The aim, he believes, was "to lure countries where they wanted to have either that commercial access, or they had an ulterior motive for strategic positioning or turf, literally, on land to build ports for the Chinese navy or things like that."
Additionally, he said, "You have the undeniable, repeated use [by] China of its commercially privileged access to certain markets — in the Caribbean or in Central America — that are small, asymmetrically miniscule compared to China. And we see that they've used them undeniably for diplomatic and political advantage."
This includes, for example, persuading some governments to alter their relationships with Taiwan, an independent nation that China claims as its own territory.
Regardless of whether Chinese intentions are economic, political, or some combination of the two, the fact remains that Beijing's influence in Latin America is accelerating, and according to Feeley, the U.S. isn't even trying to counter it.
"The U.S. isn't really doing much," he said. "The last big trade mission with either White House or cabinet-level participation from the United States to Latin America was back in the first Obama administration. This is not a criticism of the Trump administration, but also of the second half of the Obama eight-year period. You don't beat something with nothing."
Ideally, he said, the U.S. should be actively engaging in the emerging markets of Latin America, promoting public-private partnerships, and promoting U.S. technology, companies and services.
"The way you do that is by getting them out there, and with the bully pulpit," he said. "But the fact is, we're not very good at that ... and when there's a void, China is very opportunistic."
Chinese government influence
Much of the investment being made in Latin America is coming from state-owned enterprises (SOEs) that operate under the ultimate direction of the Chinese Communist Party, meaning that even when money is not coming directly from the Chinese government, it remains closely tied to it.
And with Chinese government money comes Chinese government influence on things like norms surrounding transparency, human rights, trade practices and more.
"For a number of years, the U.S. was confused about how to properly respond, given that we have fundamental values about freedom of discourse and freedom of markets and things like that," said Dr. Evan Ellis, a research professor of Latin American Studies at the United States Army War College.
He said that years of a policy that amounted to "watch and express concern" have to yield to more active engagement in the region.
The object is not to keep China out of Latin America, Ellis said. "That would never work, and it would just annoy most of our partners in the region."
What's necessary, he said, "is to emphasize things like effective planning, rule of law, transparency in public procurement and good follow-up, so that while countries in the region and the U.S. are reaping the benefits of doing business with China, some of the more predatory and nefarious behaviors that come from that can be avoided."
While the focus of the seminar at Georgetown was on Latin America, participants made it clear that many of the same concerns apply to China's behavior on a global basis.
"We, the United States, the European community, western democracies, more or less since the end of the Second World War, for better or worse, we wrote the rules of the international order," Feeley said.
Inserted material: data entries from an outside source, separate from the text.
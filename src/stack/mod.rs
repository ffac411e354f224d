//! Declarative resource graph for the proxy host.
//!
//! [`ProxyStack::declare`] assembles the typed resources in dependency order
//! and [`ProxyStack::synthesize`] renders them as a CloudFormation template,
//! which the engine creates or updates as a unit.

mod resources;
mod template;
mod user_data;

pub use resources::{
    ANY_IPV4, AccessPolicy, AddressAssociation, COMPUTE_SERVICE_PRINCIPAL, ComputeInstance,
    DEFAULT_INSTANCE_TYPE, Identity, ImageId, IngressPort, IngressRule, InstanceIdRef, LogicalId,
    ManagedCapability, MetadataAccess, NETWORK_CIDR, NETWORK_NAME, Network, PublicSubnet,
    StaticAddress, Tag,
};
pub use template::Template;
pub use user_data::{BootScript, INSTALLER_URL, SETUP_COMPLETE_MARKER, installer_invocation};

use crate::outputs::{
    CONFIG_INSTRUCTIONS_KEY, INSTANCE_ID_KEY, PROXY_IP_KEY, REGION_KEY, SESSION_MANAGER_ACCESS_KEY,
};

/// Stack name used when nothing else is configured.
pub const DEFAULT_STACK_NAME: &str = "VlessProxyStack";

/// `Name` tag applied to the instance.
pub const INSTANCE_NAME: &str = "Reality-VLESS-Server";

/// `Purpose` tag applied to the instance.
pub const INSTANCE_PURPOSE: &str = "Hardened Reality/VLESS protocol proxy server";

/// Inputs that vary between deployments.
#[derive(Clone, Debug, Eq, PartialEq)]
pub struct StackSettings {
    /// Instance size.
    pub instance_type: String,
    /// Boot image resolved at provisioning time.
    pub image: ImageId,
}

/// Value of a stack output.
#[derive(Clone, Debug, Eq, PartialEq)]
pub enum OutputValue {
    /// Default reference value of a resource.
    Ref(LogicalId),
    /// Region the stack is deployed to.
    Region,
    /// Ready-to-run session manager command for the instance.
    SessionCommand(InstanceIdRef),
    /// Fixed text.
    Literal(String),
}

/// Named fact exported by the stack once it settles.
#[derive(Clone, Debug, Eq, PartialEq)]
pub struct StackOutput {
    /// Output key, also the key in the persisted outputs file.
    pub key: &'static str,
    /// Exported value.
    pub value: OutputValue,
    /// Human-readable description.
    pub description: &'static str,
}

/// Complete resource graph of one proxy deployment.
#[derive(Clone, Debug, Eq, PartialEq)]
pub struct ProxyStack {
    /// VPC, gateway, and public subnets.
    pub network: Network,
    /// Security group.
    pub access_policy: AccessPolicy,
    /// Role and instance profile.
    pub identity: Identity,
    /// Proxy instance.
    pub instance: ComputeInstance,
    /// Elastic IP.
    pub address: StaticAddress,
    /// Elastic IP association.
    pub association: AddressAssociation,
    /// Exported facts.
    pub outputs: Vec<StackOutput>,
}

impl ProxyStack {
    /// Declares the full graph for `settings`.
    #[must_use]
    pub fn declare(settings: StackSettings) -> Self {
        let network = Network::declare();
        let access_policy = AccessPolicy::new(&network);
        let identity = Identity::declare();
        let instance = ComputeInstance::new(
            &network,
            &access_policy,
            &identity,
            settings.image,
            BootScript::proxy_installer(),
            settings.instance_type,
        )
        .tag("Name", INSTANCE_NAME)
        .tag("Purpose", INSTANCE_PURPOSE);
        let address = StaticAddress::allocate();
        let association = AddressAssociation::new(&address, instance.id_ref());
        let outputs = declare_outputs(&address, &instance);

        Self {
            network,
            access_policy,
            identity,
            instance,
            address,
            association,
            outputs,
        }
    }

    /// Renders the graph as a CloudFormation template.
    #[must_use]
    pub fn synthesize(&self) -> Template {
        template::synthesize(self)
    }
}

fn declare_outputs(address: &StaticAddress, instance: &ComputeInstance) -> Vec<StackOutput> {
    vec![
        StackOutput {
            key: PROXY_IP_KEY,
            value: OutputValue::Ref(address.id.clone()),
            description: "Static IP address for your Reality proxy",
        },
        StackOutput {
            key: INSTANCE_ID_KEY,
            value: OutputValue::Ref(instance.id.clone()),
            description: "EC2 Instance ID",
        },
        StackOutput {
            key: REGION_KEY,
            value: OutputValue::Region,
            description: "AWS Region where the proxy is deployed",
        },
        StackOutput {
            key: SESSION_MANAGER_ACCESS_KEY,
            value: OutputValue::SessionCommand(instance.id_ref()),
            description: "Use AWS Systems Manager Session Manager to access the instance",
        },
        StackOutput {
            key: CONFIG_INSTRUCTIONS_KEY,
            value: OutputValue::Literal(String::from(
                "Run 'reality-proxy fetch-config' to get your Reality configuration",
            )),
            description: "How to get your Reality configuration",
        },
    ]
}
While not perfect, he said, that order, based on the premise that liberal democracy is the basis for peace and economic prosperity, has allowed for the creation of large amounts of wealth, advances in science and technology. It has also been marked by the absence of direct military conflict between great powers.
Allowing China, with its very different take on politics and human rights, to begin rewriting those rules in some parts of the world, he warned, is a serious danger.
"Do we, as Americans and Europeans, believe that authoritarian governments, suppression of dissent, a lack of democratic opportunity and liberty should be at the core of how the world does business and globalizes?" Feeley asked. "For those reasons, I do see it as one of the — if not existential — certainly one of the most challenging threats we face."